[INSTRUCTIONS TO FOLLOW] Where a line below carries the word "impl", include it in the count, then give the count alone.

[Saved entries]

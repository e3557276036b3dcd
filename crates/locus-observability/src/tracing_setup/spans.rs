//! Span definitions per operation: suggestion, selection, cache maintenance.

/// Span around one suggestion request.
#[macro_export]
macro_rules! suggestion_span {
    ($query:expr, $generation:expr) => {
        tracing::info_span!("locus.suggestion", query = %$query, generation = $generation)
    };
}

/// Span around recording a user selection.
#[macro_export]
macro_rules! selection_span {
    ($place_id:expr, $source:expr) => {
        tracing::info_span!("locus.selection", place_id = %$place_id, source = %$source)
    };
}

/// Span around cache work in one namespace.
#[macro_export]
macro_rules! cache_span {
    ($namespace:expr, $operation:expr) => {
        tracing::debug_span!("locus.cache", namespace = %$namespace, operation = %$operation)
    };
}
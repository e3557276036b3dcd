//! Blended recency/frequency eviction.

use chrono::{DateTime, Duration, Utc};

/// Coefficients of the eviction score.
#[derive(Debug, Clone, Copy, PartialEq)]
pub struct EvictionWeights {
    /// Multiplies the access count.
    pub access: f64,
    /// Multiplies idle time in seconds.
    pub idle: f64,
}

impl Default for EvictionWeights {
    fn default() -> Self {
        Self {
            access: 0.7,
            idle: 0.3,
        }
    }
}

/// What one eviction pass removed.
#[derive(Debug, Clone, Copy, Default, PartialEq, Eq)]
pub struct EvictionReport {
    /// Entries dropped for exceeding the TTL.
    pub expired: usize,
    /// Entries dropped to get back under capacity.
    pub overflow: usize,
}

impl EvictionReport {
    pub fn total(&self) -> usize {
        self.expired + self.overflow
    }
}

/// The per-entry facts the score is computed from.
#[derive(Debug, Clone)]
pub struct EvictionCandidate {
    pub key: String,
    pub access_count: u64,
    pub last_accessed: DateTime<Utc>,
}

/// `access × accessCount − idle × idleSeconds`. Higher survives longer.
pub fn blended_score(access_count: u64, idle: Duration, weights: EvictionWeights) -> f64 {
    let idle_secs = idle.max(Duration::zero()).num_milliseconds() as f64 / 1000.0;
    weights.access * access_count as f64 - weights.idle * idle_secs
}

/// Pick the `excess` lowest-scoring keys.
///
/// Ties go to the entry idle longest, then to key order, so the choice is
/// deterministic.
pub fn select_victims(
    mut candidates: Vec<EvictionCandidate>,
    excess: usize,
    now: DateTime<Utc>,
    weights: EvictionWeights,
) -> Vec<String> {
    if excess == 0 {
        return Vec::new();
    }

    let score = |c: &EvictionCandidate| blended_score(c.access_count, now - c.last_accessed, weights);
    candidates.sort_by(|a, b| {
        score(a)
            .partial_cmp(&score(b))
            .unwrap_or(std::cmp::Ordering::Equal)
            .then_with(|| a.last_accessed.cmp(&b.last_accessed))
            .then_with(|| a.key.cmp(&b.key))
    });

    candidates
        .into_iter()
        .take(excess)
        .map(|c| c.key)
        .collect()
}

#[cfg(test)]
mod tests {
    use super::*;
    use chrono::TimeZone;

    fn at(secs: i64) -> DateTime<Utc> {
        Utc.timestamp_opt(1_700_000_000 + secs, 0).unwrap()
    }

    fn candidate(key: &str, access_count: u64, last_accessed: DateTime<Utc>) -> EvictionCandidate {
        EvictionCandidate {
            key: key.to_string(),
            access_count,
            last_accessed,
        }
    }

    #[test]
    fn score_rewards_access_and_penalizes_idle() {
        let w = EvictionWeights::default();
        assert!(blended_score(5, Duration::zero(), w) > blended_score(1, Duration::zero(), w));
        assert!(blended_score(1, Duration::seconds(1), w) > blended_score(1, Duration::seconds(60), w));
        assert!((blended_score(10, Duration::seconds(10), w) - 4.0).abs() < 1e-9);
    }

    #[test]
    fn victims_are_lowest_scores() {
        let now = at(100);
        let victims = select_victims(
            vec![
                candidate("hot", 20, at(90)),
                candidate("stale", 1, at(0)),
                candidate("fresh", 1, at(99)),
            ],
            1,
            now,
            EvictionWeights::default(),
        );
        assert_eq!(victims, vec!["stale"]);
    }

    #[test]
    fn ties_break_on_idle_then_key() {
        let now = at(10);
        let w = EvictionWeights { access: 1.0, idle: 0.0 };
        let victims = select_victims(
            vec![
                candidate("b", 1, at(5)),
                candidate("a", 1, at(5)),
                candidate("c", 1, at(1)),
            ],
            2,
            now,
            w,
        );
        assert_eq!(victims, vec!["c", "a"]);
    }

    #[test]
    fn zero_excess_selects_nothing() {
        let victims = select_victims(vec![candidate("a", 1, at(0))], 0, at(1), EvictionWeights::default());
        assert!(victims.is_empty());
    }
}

[RESPONSE BOX] 2